Stored items:
----------

//! Streaming hash engine.

use crate::core::error::{Error, Result};
use crate::detection::algorithm::{Digest, DigestSet, HashAlgorithm};
use crate::utils::cancel::is_cancellation;
use md5::Md5;
use sha1::Sha1;
use sha2::Digest as _;
use sha2::{Sha256, Sha512};
use std::collections::BTreeSet;
use std::fs::File;
use std::io::{ErrorKind, Read};
use std::path::Path;

/// Default chunk size for reading inputs (8KB).
pub const DEFAULT_CHUNK_SIZE: usize = 8 * 1024;

/// Largest read chunk the engine will allocate (16 MB).
pub const MAX_CHUNK_SIZE: usize = 16 * 1024 * 1024;

/// Incremental state for one algorithm.
enum HashState {
    Md5(Md5),
    Sha1(Sha1),
    Sha256(Sha256),
    Sha512(Sha512),
}

impl HashState {
    fn new(algorithm: HashAlgorithm) -> Self {
        match algorithm {
            HashAlgorithm::Md5 => HashState::Md5(Md5::new()),
            HashAlgorithm::Sha1 => HashState::Sha1(Sha1::new()),
            HashAlgorithm::Sha256 => HashState::Sha256(Sha256::new()),
            HashAlgorithm::Sha512 => HashState::Sha512(Sha512::new()),
        }
    }

    fn update(&mut self, chunk: &[u8]) {
        match self {
            HashState::Md5(h) => h.update(chunk),
            HashState::Sha1(h) => h.update(chunk),
            HashState::Sha256(h) => h.update(chunk),
            HashState::Sha512(h) => h.update(chunk),
        }
    }

    fn finalize(self) -> Digest {
        match self {
            HashState::Md5(h) => Digest::from_raw(HashAlgorithm::Md5, h.finalize().to_vec()),
            HashState::Sha1(h) => Digest::from_raw(HashAlgorithm::Sha1, h.finalize().to_vec()),
            HashState::Sha256(h) => {
                Digest::from_raw(HashAlgorithm::Sha256, h.finalize().to_vec())
            }
            HashState::Sha512(h) => {
                Digest::from_raw(HashAlgorithm::Sha512, h.finalize().to_vec())
            }
        }
    }
}

/// Computes several digests over a stream in a single pass.
#[derive(Debug, Clone, Copy, PartialEq, Eq)]
pub struct HashEngine {
    chunk_size: usize,
}

impl Default for HashEngine {
    fn default() -> Self {
        Self::new()
    }
}

impl HashEngine {
    /// Create an engine with the default chunk size.
    pub fn new() -> Self {
        Self {
            chunk_size: DEFAULT_CHUNK_SIZE,
        }
    }

    /// Create an engine with a custom chunk size, clamped to `1..=MAX_CHUNK_SIZE`.
    pub fn with_chunk_size(chunk_size: usize) -> Self {
        Self {
            chunk_size: chunk_size.clamp(1, MAX_CHUNK_SIZE),
        }
    }

    pub fn chunk_size(&self) -> usize {
        self.chunk_size
    }

    /// Read `reader` to the end once, feeding every chunk to each requested algorithm.
    ///
    /// A read failure aborts the whole computation; no partial digests are
    /// returned. Reads cancelled through a [`CancellableReader`] surface as
    /// [`Error::ScanCancelled`].
    ///
    /// [`CancellableReader`]: crate::utils::cancel::CancellableReader
    pub fn compute_digests<R: Read>(
        &self,
        mut reader: R,
        algorithms: &BTreeSet<HashAlgorithm>,
    ) -> Result<DigestSet> {
        let mut states: Vec<HashState> = algorithms.iter().map(|&a| HashState::new(a)).collect();
        let mut buffer = vec![0u8; self.chunk_size];
        let mut total: u64 = 0;

        loop {
            let bytes_read = match reader.read(&mut buffer) {
                Ok(0) => break,
                Ok(n) => n,
                Err(e) if e.kind() == ErrorKind::Interrupted => continue,
                Err(e) if is_cancellation(&e) => return Err(Error::ScanCancelled),
                Err(e) => return Err(Error::stream_read(e)),
            };
            let chunk = &buffer[..bytes_read];
            for state in states.iter_mut() {
                state.update(chunk);
            }
            total += bytes_read as u64;
        }

        let mut digests = DigestSet::new(total);
        for state in states {
            digests.insert(state.finalize());
        }

        log::trace!(
            "Hashed {} bytes with {} algorithm(s)",
            total,
            digests.len()
        );
        Ok(digests)
    }

    /// Hash an in-memory buffer.
    pub fn hash_bytes(&self, data: &[u8], algorithms: &BTreeSet<HashAlgorithm>) -> DigestSet {
        let mut states: Vec<HashState> = algorithms.iter().map(|&a| HashState::new(a)).collect();
        for state in states.iter_mut() {
            state.update(data);
        }
        let mut digests = DigestSet::new(data.len() as u64);
        for state in states {
            digests.insert(state.finalize());
        }
        digests
    }

    /// Hash a file on disk, reporting failures against its path.
    pub fn hash_file(&self, path: &Path, algorithms: &BTreeSet<HashAlgorithm>) -> Result<DigestSet> {
        let file = File::open(path).map_err(|e| Error::file_read(path, e))?;
        self.compute_digests(file, algorithms).map_err(|e| match e {
            Error::StreamRead { source } => Error::file_read(path, source),
            other => other,
        })
    }
}

#[cfg(test)]
mod tests {
    use super::*;
    use proptest::prelude::*;
    use std::io::{Cursor, Write};
    use tempfile::NamedTempFile;

    fn all_algorithms() -> BTreeSet<HashAlgorithm> {
        HashAlgorithm::ALL.into_iter().collect()
    }

    /// Reader that yields some bytes and then fails.
    struct FailingReader {
        remaining: usize,
    }

    impl Read for FailingReader {
        fn read(&mut self, buf: &mut [u8]) -> std::io::Result<usize> {
            if self.remaining == 0 {
                return Err(std::io::Error::new(ErrorKind::BrokenPipe, "device gone"));
            }
            let n = buf.len().min(self.remaining);
            buf[..n].fill(0x41);
            self.remaining -= n;
            Ok(n)
        }
    }

    #[test]
    fn test_known_vectors() {
        let engine = HashEngine::new();
        let digests = engine
            .compute_digests(Cursor::new(b"hello"), &all_algorithms())
            .unwrap();

        // Test vectors for "hello"
        assert_eq!(
            digests.get(HashAlgorithm::Md5).unwrap().to_hex(),
            "5d41402abc4b2a76b9719d911017c592"
        );
        assert_eq!(
            digests.get(HashAlgorithm::Sha1).unwrap().to_hex(),
            "aaf4c61ddcc5e8a2dabede0f3b482cd9aea9434d"
        );
        assert_eq!(
            digests.get(HashAlgorithm::Sha256).unwrap().to_hex(),
            "2cf24dba5fb0a30e26e83b2ac5b9e29e1b161e5c1fa7425e73043362938b9824"
        );
        assert_eq!(digests.get(HashAlgorithm::Sha512).unwrap().as_bytes().len(), 64);
        assert_eq!(digests.bytes_read, 5);
    }

    #[test]
    fn test_only_requested_algorithms() {
        let engine = HashEngine::new();
        let algs: BTreeSet<_> = [HashAlgorithm::Md5].into_iter().collect();
        let digests = engine.compute_digests(Cursor::new(b"hello"), &algs).unwrap();

        assert_eq!(digests.len(), 1);
        assert!(digests.get(HashAlgorithm::Sha256).is_none());
    }

    #[test]
    fn test_empty_algorithm_set_drains_stream() {
        let engine = HashEngine::new();
        let digests = engine
            .compute_digests(Cursor::new(vec![7u8; 20_000]), &BTreeSet::new())
            .unwrap();
        assert!(digests.is_empty());
        assert_eq!(digests.bytes_read, 20_000);
    }

    #[test]
    fn test_empty_input() {
        let engine = HashEngine::new();
        let digests = engine
            .compute_digests(Cursor::new(Vec::new()), &all_algorithms())
            .unwrap();
        assert_eq!(
            digests.get(HashAlgorithm::Md5).unwrap().to_hex(),
            "d41d8cd98f00b204e9800998ecf8427e"
        );
        assert_eq!(digests.bytes_read, 0);
    }

    #[test]
    fn test_read_failure_is_surfaced() {
        let engine = HashEngine::with_chunk_size(1024);
        let result = engine.compute_digests(FailingReader { remaining: 4096 }, &all_algorithms());
        assert!(matches!(result, Err(Error::StreamRead { .. })));
    }

    #[test]
    fn test_hash_file() {
        let mut file = NamedTempFile::new().unwrap();
        file.write_all(b"hello").unwrap();

        let engine = HashEngine::new();
        let digests = engine.hash_file(file.path(), &all_algorithms()).unwrap();
        assert_eq!(
            digests,
            engine.hash_bytes(b"hello", &all_algorithms())
        );
    }

    #[test]
    fn test_hash_missing_file() {
        let engine = HashEngine::new();
        let result = engine.hash_file(Path::new("/nonexistent/sample.bin"), &all_algorithms());
        assert!(matches!(result, Err(Error::FileRead { .. })));
    }

    #[test]
    fn test_chunk_size_is_clamped() {
        assert_eq!(HashEngine::with_chunk_size(0).chunk_size(), 1);
        assert_eq!(HashEngine::with_chunk_size(usize::MAX).chunk_size(), MAX_CHUNK_SIZE);
        assert_eq!(HashEngine::default().chunk_size(), DEFAULT_CHUNK_SIZE);
    }

    proptest! {
        #[test]
        fn digests_do_not_depend_on_chunk_size(
            data in proptest::collection::vec(any::<u8>(), 0..20_000),
            chunk_size in 1usize..70_000,
        ) {
            let algs = all_algorithms();
            let reference = HashEngine::new().compute_digests(Cursor::new(&data), &algs).unwrap();
            let chunked = HashEngine::with_chunk_size(chunk_size)
                .compute_digests(Cursor::new(&data), &algs)
                .unwrap();
            prop_assert_eq!(&reference, &chunked);
            prop_assert_eq!(reference, HashEngine::new().hash_bytes(&data, &algs));
        }
    }
}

----------

* Work instructions:
When a line above contains the string "BTreeSet", copy that line.

* Exercise solution:
use std::collections::BTreeSet;
        algorithms: &BTreeSet<HashAlgorithm>,
    pub fn hash_bytes(&self, data: &[u8], algorithms: &BTreeSet<HashAlgorithm>) -> DigestSet {
    pub fn hash_file(&self, path: &Path, algorithms: &BTreeSet<HashAlgorithm>) -> Result<DigestSet> {
    fn all_algorithms() -> BTreeSet<HashAlgorithm> {
        let algs: BTreeSet<_> = [HashAlgorithm::Md5].into_iter().collect();
            .compute_digests(Cursor::new(vec![7u8; 20_000]), &BTreeSet::new())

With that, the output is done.